I'll just highlight one part of the book here to that give a flavour of his approach. A section on 'Today's Country' begins with Camberwick Green, the children't animation in which Windy Miller is a traditional rural figure and Farmer Bell a modern farmer. They are rivals but friends. Matless sees them as embodying different 1960s figures - Windy's values consistent with the emerging counterculture while Bell, 'in no sense a villain', had modern tractors and farm machinery that resembled the Corgy, Dinky and Matchbox models being sold at the time. Farmer Bell's world could also be seen in scale model dioramas on display in places like the Science Museum. This modern farming 'could also claim aesthetic value', as set out in an interesting quote from Nan Fairbrother’s New Lives, New Landscapes (1970):
‘The new open farmland, if we cease to look at it nostalgically, has its own distinctive beauties, its very openness being one ... In large-scale arable farming we are conscious too of the land, the earth itself. We can see the shape of the ground as we never can in small hedged fields, and in our rolling landscapes the modulations of the surface are in themselves beautiful.’

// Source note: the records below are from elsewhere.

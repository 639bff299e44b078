//! IEC 60870-5-104 ASDU (Application Service Data Unit).
//!
//! The ASDU is the application payload of an I-frame: a fixed header
//! (type identification, variable structure qualifier, cause of
//! transmission, common address) followed by one or more information
//! objects. Field widths that CS101/CS104 leave configurable are carried
//! by [`AsduParameters`], passed explicitly into every parse and encode
//! call; both ends of a link must use the same parameter set for the
//! lifetime of the connection.

use bytes::{BufMut, BytesMut};

use crate::error::{Iec104Error, Result};
use crate::types::{Cot, InformationElement, InformationObject, TypeId};

/// Configurable ASDU field widths.
///
/// The CS104 defaults (2-byte common address, 2-byte cause including the
/// originator octet, 3-byte information object address) match lib60870's
/// connection parameters.
#[derive(Debug, Clone, Copy, PartialEq, Eq)]
pub struct AsduParameters {
    /// Size of the common address field in bytes (1 or 2)
    pub ca_size: u8,
    /// Size of the cause-of-transmission field in bytes (1 or 2);
    /// 2 means an originator address octet follows the cause octet
    pub cot_size: u8,
    /// Size of the information object address field in bytes (1 to 3)
    pub ioa_size: u8,
}

impl Default for AsduParameters {
    fn default() -> Self {
        Self {
            ca_size: 2,
            cot_size: 2,
            ioa_size: 3,
        }
    }
}

impl AsduParameters {
    /// Check the field sizes are within the ranges the standard allows.
    pub fn validate(&self) -> Result<()> {
        if !(1..=2).contains(&self.ca_size) {
            return Err(Iec104Error::protocol_static(
                "common address size must be 1 or 2",
            ));
        }
        if !(1..=2).contains(&self.cot_size) {
            return Err(Iec104Error::protocol_static(
                "cause of transmission size must be 1 or 2",
            ));
        }
        if !(1..=3).contains(&self.ioa_size) {
            return Err(Iec104Error::protocol_static(
                "information object address size must be 1 to 3",
            ));
        }
        Ok(())
    }

    /// Encoded length of the ASDU header under these parameters.
    #[inline]
    pub fn header_len(&self) -> usize {
        2 + self.cot_size as usize + self.ca_size as usize
    }
}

It is hard to imagine anyone writing that now, given the environmental problems that became increasingly apparent with modern agriculture. And yet I have to admit her description partly resonates with how I felt aesthetically about the open, bare hills of the South Downs when I lived in Sussex. Fundamentally though, Fairbrother's idea of 'a land restyled for today' sounds like a depressing prospect, in more ways than one. She suggests that 'fields as we know them will disappear' and future historians will be have to uncover them 'as we now study Celtic lynchets and the open field system at Axholme.' I now have my father's copy of New Lives, New Landscapes (essential reading for a town planner) which he bought in 1972, when I was probably still enjoying Camberwick Green.